Children Of Earth (Tales from the 23rd Century Book 1)

By: Paul J. Fleming


‘Yes, our first big job and look how it’s turned out. Now I suppose you’re going to persuade me to do the right thing and return those damned couplings before you turn me into the authorities or something like that?’ She said and fixed him with a steady glare, but with none of the intense arrogance she had portrayed before.

Maddox could not help but break into a broad grin as he feigned his best startled expression.

‘Authorities? Out here? Now I know you’re green. Look Maia,’ he said, but then paused slightly and raised a quizzical eyebrow at her. ‘Your name is Maia right? Not some stage name you chose for the plan.’

She nodded in response, taking a sip of the drink which sat before her, previously untouched, but now quite a welcome diversion from the embarrassment she felt as his seemingly genial manner, even though she had quite obviously just tried to rip him off, was quite genuine and friendly.

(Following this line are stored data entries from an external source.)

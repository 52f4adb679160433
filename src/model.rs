use crate::window::DateWindow;
use chrono::{DateTime, NaiveDate, Utc};
use serde::{Deserialize, Serialize};

pub const SCHEMA_VERSION: u32 = 1;

/// A single commit as read from history.
#[derive(Debug, Clone, PartialEq, Eq, Serialize, Deserialize)]
pub struct Commit {
    pub id: String,
    pub author_name: String,
    pub author_email: String,
    pub timestamp: DateTime<Utc>,
    pub lines_added: u32,
    pub lines_removed: u32,
}

/// Aggregated activity for one calendar day.
#[derive(Debug, Clone, PartialEq, Eq, Serialize, Deserialize)]
pub struct DayBucket {
    pub date: NaiveDate,
    pub commit_count: u32,
    pub lines_added: u64,
    pub lines_removed: u64,
    pub lines_changed: u64,
}

impl DayBucket {
    pub fn empty(date: NaiveDate) -> Self {
        Self {
            date,
            commit_count: 0,
            lines_added: 0,
            lines_removed: 0,
            lines_changed: 0,
        }
    }

    pub fn add_commit(&mut self, commit: &Commit) {
        self.commit_count += 1;
        self.lines_added += commit.lines_added as u64;
        self.lines_removed += commit.lines_removed as u64;
        self.lines_changed += (commit.lines_added as u64) + (commit.lines_removed as u64);
    }
}

#[derive(Debug, Clone, Default, PartialEq, Eq, Serialize, Deserialize)]
pub struct ReportSummary {
    pub total_commits: u32,
    pub lines_added: u64,
    pub lines_removed: u64,
    pub longest_streak: u32,
    pub current_streak: u32,
    pub max_commits_in_day: u32,
}

/// Contiguous, zero-filled day buckets over a window plus summary counters.
#[derive(Debug, Clone, PartialEq, Eq, Serialize, Deserialize)]
pub struct ContributionReport {
    pub window: DateWindow,
    pub today: NaiveDate,
    pub days: Vec<DayBucket>,
    pub summary: ReportSummary,
}

impl ContributionReport {
    pub fn is_empty(&self) -> bool {
        self.summary.total_commits == 0
    }

    pub fn day(&self, date: NaiveDate) -> Option<&DayBucket> {
        let first = self.days.first()?.date;
        let offset = (date - first).num_days();
        if offset < 0 {
            return None;
        }
        self.days.get(offset as usize)
    }
}

#[derive(Debug, Clone, Serialize, Deserialize)]
pub struct ReportOutput {
    pub version: u32,
    pub generated_at: DateTime<Utc>,
    pub repository_path: String,
    pub author: Option<String>,
    pub since: Option<String>,
    pub until: Option<String>,
    #[serde(flatten)]
    pub report: ContributionReport,
}

#[derive(Debug, Clone)]
pub struct DateRange {
    pub since: Option<DateTime<Utc>>,
    pub until: Option<DateTime<Utc>>,
}

impl DateRange {
    pub fn new() -> Self {
        Self { since: None, until: None }
    }

    pub fn with_since(mut self, since: DateTime<Utc>) -> Self {
        self.since = Some(since);
        self
    }

    pub fn with_until(mut self, until: DateTime<Utc>) -> Self {
        self.until = Some(until);
        self
    }

    pub fn contains(&self, timestamp: &DateTime<Utc>) -> bool {
        if let Some(since) = self.since {
            if timestamp < &since {
                return false;
            }
        }
        if let Some(until) = self.until {
            if timestamp > &until {
                return false;
            }
        }
        true
    }
}

impl Default for DateRange {
    fn default() -> Self {
        Self::new()
    }
}

/// Case-insensitive substring match against author name or email.
#[derive(Debug, Clone, PartialEq, Eq)]
pub struct AuthorFilter {
    needle: String,
}

impl AuthorFilter {
    pub fn new(pattern: &str) -> Self {
        Self {
            needle: pattern.trim().to_lowercase(),
        }
    }

    pub fn pattern(&self) -> &str {
        &self.needle
    }

    pub fn matches(&self, name: &str, email: &str) -> bool {
        self.needle.is_empty()
            || name.to_lowercase().contains(&self.needle)
            || email.to_lowercase().contains(&self.needle)
    }
}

‘Okay, out here in the Belt there are individual little groups all doing their best to get by and survive away from the over-bearing watchful eyes of the Corporations and naval patrols. There are families who have banded together, small entrepreneurs who are mining the asteroids for whatever ore they can dig out and then there are pirate cartels who use this area as cover for their operations against the merchant ships within the core worlds. All have one thing in common and that is the understanding that we all have to get along out here and those who can’t either leave in a ship or a box. Simply put, those that draw fastest tend to live longer.’

He paused to take a sip from his own drink, which had been ordered when he first sat down at the booth, grimacing slightly at the taste and the fact that it was now cold. One day they would find a way to approximate the taste of coffee out here in the belt. There was one place he knew of which did serve a mean approximation of the stuff, but that certainly was not this place.

‘How did you get this job anyway?’ he asked with genuine intrigue. ‘Seems a bit of a stretch for a girl with little understanding of the workings out here to suddenly pitch up with a ship and crew and start hitting storage depots out of the blue?’

‘I’m not that naive,’ she retorted with genuine indignation. ‘And while we’re just getting things straight, I’m a woman not a girl thank you very much.’

Maddox held his hands up in a gesture of submission.

‘As for how I come to be here talking to you, well to cut a long, boring story very short, I met a guy who knew a thing or two about flying ships and we decided to elope together. He had a ship, so we headed out this way and then he got word about some chance opportunity to make a few credits really easy. He got word of an easy to crack storage depot and once we cleared it out we simply put the word out of what we have to sell. Those who lost the stuff won’t want to report it and others like you lot will pay a premium for these things. A done deal really. Satisfied?’

‘No, not really,’ Maddox replied quite flatly. ‘I mean in principle the whole run in and grab a load of stuff then sell it for a fast turnaround is viable if the value of the stuff is worth the risk, but this? I mean, it looks like a lot, but after you have done the job and flown about a bit enjoying the spoils you have tanks of fuel to fill, docking fees to pay and then your maintenance and supplies. Not too long before your little haul has dwindled and you need to hit another depot. Next time your meeting might not be as pleasant as this one.’

He lifted his drink in salute to her to punctuate his statement, then braced himself and took a sip in preparation for the bitter aftertaste that would ensue. In an effort to disguise his grimace, he raised his free hand and wiped at his lips with the back of his forefinger whilst carefully replacing the offending beverage on the table once more.

Maia raised her gaze from her own drink, which she had been staring at intently whilst Maddox imparted his experience to her in response to her explanation. There was definite uncertainty and a vulnerability in her features which Maddox could not ignore, it was the dawning look of realisation he had seen so many times before on so many faces.

‘I… I don’t know about any of that. I just wanted to get away from that space port and see the stars, visit new places and have a bit of fun. This is not quite what I had in mind!’ She admitted, becoming slightly emotional with tears beginning to form his the corners of her eyes.

Whilst Maddox was genuinely concerned for her feelings, as well as not wishing to be responsible for bringing the girl to tears in the midst of a rather busy diner such as this one, his attention had been split between her and the entrance to the diner. He could see activity outside the airlock doors, and did not like the people he saw there.

‘Out of interest, this guy you met and flew away with and have just tried to pull this scam with, is this Tam who you called earlier during the ruse?’

‘Yes, what of it?’ she asked, genuinely confused by the sudden change of tone and wiping at her upper cheek with the back of her hand to deny the tear which had escaped free passage.

Maddox’s face had taken on quite a serious expression and he seemed to be increasingly distracted as he looked around the other patrons in the small diner they had chosen as the venue for the meeting.